Abstract

Forest cutlines are narrow, linear features created in geophysical surveys. In many areas of Canada, forest cutlines are not consistently detected using relatively coarse spatial resolution land-cover maps, such as those produced by classification of Landsat Thematic Mapper (TM) imagery. However, such features may be important in certain wildlife management applications, including those which require an assessment of landscape structure, or forest fragmentation, at various scales. Higher spatial resolution satellite imagery obtained from sensors on platforms such as Satellite Pour l’Observation de la Terre (SPOT) and the Indian Remote Sensing (IRS) system may be used to map forest cutlines for these applications. In this study, a TM-based land-cover map of western Alberta is analyzed with forest cutlines mapped from a TM-IRS fusion image, and the effect of increasing cutline density is quantified on five commonly used landscape metrics used to characterize landscape structure in grizzly bear habitat assessment. The accuracy of the fusion image interpretation was determined to be 88%. Simulated landscapes were tested first, and the study area was divided into 104 hexagon-shaped sample landscapes of about 6 km diameter each. Across these sample landscapes, cutline density and initial landscape heterogeneity were significant parameters in explaining change in three metrics, namely edge density, mean patch size, and patch context (expressed as mean nearest-neighbour distance). Patch size variability (expressed as the coefficient of variation of mean patch size) and patch dispersion (expressed as the coefficient of variation of mean nearest-neighbour distance) required additional information on cutline positioning.

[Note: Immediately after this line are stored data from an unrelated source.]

//! Domain events and state-machine inputs.
//!
//! Domain events are what the rest of the kiosk observes: a bill was
//! read, accepted, or rejected; the device became ready or went to
//! standby; a fault needs operator attention. They are emitted exactly
//! once per state transition that carries domain meaning and delivered
//! over a `tokio::sync::mpsc` channel, so consumers never register
//! callbacks into the driver.
//!
//! [`ValidatorInput`] is the other direction: everything that can move
//! the validator state machine, whether reported by the device (status
//! notifications) or caused by the driver (link established, reset
//! completed). Keeping both in one enum makes the transition function a
//! single pure match.

use serde::{Deserialize, Serialize};
use std::fmt;

/// Why the validator rejected a note.
#[derive(Debug, Clone, Copy, PartialEq, Eq, Serialize, Deserialize)]
#[serde(rename_all = "snake_case")]
pub enum RejectReason {
    /// Note entered at an angle the head could not track.
    Skewed,

    /// Two notes fed together.
    Doubled,

    /// Security features failed verification.
    Suspect,

    /// Pattern not in the recognition table.
    Unrecognized,

    /// Note length outside tolerance.
    LengthError,

    /// Any other device-specific reject code.
    Other,
}

impl RejectReason {
    /// Map a device reject code to a reason bucket.
    ///
    /// Codes follow the reference unit's grouping: the high byte selects
    /// the category, the low byte the detail.
    #[must_use]
    pub fn from_code(code: u16) -> Self {
        match code >> 8 {
            0x01 => Self::Skewed,
            0x02 => Self::Doubled,
            0x03 => Self::Suspect,
            0x04 => Self::Unrecognized,
            0x05 => Self::LengthError,
            _ => Self::Other,
        }
    }
}

/// An observable event produced by a device state transition.
#[derive(Debug, Clone, PartialEq, Eq, Serialize, Deserialize)]
#[serde(tag = "event", rename_all = "snake_case")]
pub enum DomainEvent {
    /// A note was recognized and is held in escrow.
    BillRead { denomination: u64 },

    /// The escrowed note was committed to the stacker.
    BillAccepted { denomination: u64 },

    /// A note was rejected back to the customer.
    BillRejected { reason: RejectReason, code: u16 },

    /// The device is enabled and ready to accept notes.
    Ready,

    /// The device is disabled (standby).
    Standby,

    /// The stacker door is open.
    StackerOpen,

    /// The stacker cannot take further notes.
    StackerFull,

    /// A note is jammed in the acceptor path.
    Jam { code: u16 },
}

impl fmt::Display for DomainEvent {
    fn fmt(&self, f: &mut fmt::Formatter<'_>) -> fmt::Result {
        match self {
            Self::BillRead { denomination } => write!(f, "bill_read({denomination})"),
            Self::BillAccepted { denomination } => write!(f, "bill_accepted({denomination})"),
            Self::BillRejected { reason, code } => {
                write!(f, "bill_rejected({reason:?}, {code:#06x})")
            }
            Self::Ready => write!(f, "ready"),
            Self::Standby => write!(f, "standby"),
            Self::StackerOpen => write!(f, "stacker_open"),
            Self::StackerFull => write!(f, "stacker_full"),
            Self::Jam { code } => write!(f, "jam({code:#06x})"),
        }
    }
}

/// Everything that can drive the validator state machine forward.
///
/// Driver-caused inputs (`LinkEstablished`, `TableLoaded`,
/// `ResetCompleted`, `Restarted`) mark progress through the bring-up
/// sequence; the rest mirror device status notifications.
#[derive(Debug, Clone, PartialEq, Eq)]
pub enum ValidatorInput {
    /// The transport answered its first status query.
    LinkEstablished,

    /// The denomination table was read successfully.
    TableLoaded,

    /// The mechanism reset completed.
    ResetCompleted,

    /// The driver restarted the device after a failure.
    Restarted,

    /// Device reports it is enabled.
    Enabled,

    /// Device reports it is disabled.
    Disabled,

    /// Device reports a note entering the acceptor.
    Accepting,

    /// A note was read and is held in escrow.
    Escrow { denomination: u64 },

    /// The escrowed note is being transported to the stacker.
    Stacking,

    /// The note reached the stacker.
    Stacked { denomination: u64 },

    /// The escrowed note is being returned to the customer.
    Returning,

    /// The returned note was taken; the device disables itself.
    Returned,

    /// The note is being rejected with a device code.
    Rejecting { code: u16 },

    /// The stacker door is open.
    StackerOpen,

    /// The stacker is full.
    StackerFull,

    /// A jam in the acceptor path.
    Jam { code: u16 },

    /// A hard device fault.
    Fault { code: u16 },

    /// Persistent framing trouble on the link.
    FrameTrouble,

    /// The device paused itself (e.g. cashbox manipulation).
    Paused,
}

impl ValidatorInput {
    /// Short name for logging.
    #[must_use]
    pub fn name(&self) -> &'static str {
        match self {
            Self::LinkEstablished => "link_established",
            Self::TableLoaded => "table_loaded",
            Self::ResetCompleted => "reset_completed",
            Self::Restarted => "restarted",
            Self::Enabled => "enabled",
            Self::Disabled => "disabled",
            Self::Accepting => "accepting",
            Self::Escrow { .. } => "escrow",
            Self::Stacking => "stacking",
            Self::Stacked { .. } => "stacked",
            Self::Returning => "returning",
            Self::Returned => "returned",
            Self::Rejecting { .. } => "rejecting",
            Self::StackerOpen => "stacker_open",
            Self::StackerFull => "stacker_full",
            Self::Jam { .. } => "jam",
            Self::Fault { .. } => "fault",
            Self::FrameTrouble => "frame_trouble",
            Self::Paused => "paused",
        }
    }
}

Overall, the density of the introduced cutline network and the pre-cutline metric value reliably predicted and quantified the response of landscape metrics of interest to grizzly bear biologists. This study shows the importance of mapping forest cutlines regarding their role in changing landscape structure quantification and points out the necessity of using additional remotely sensed data when the feature responsible for the landscape transformation is of too small a size to appear reliably in common TM-based classified imagery.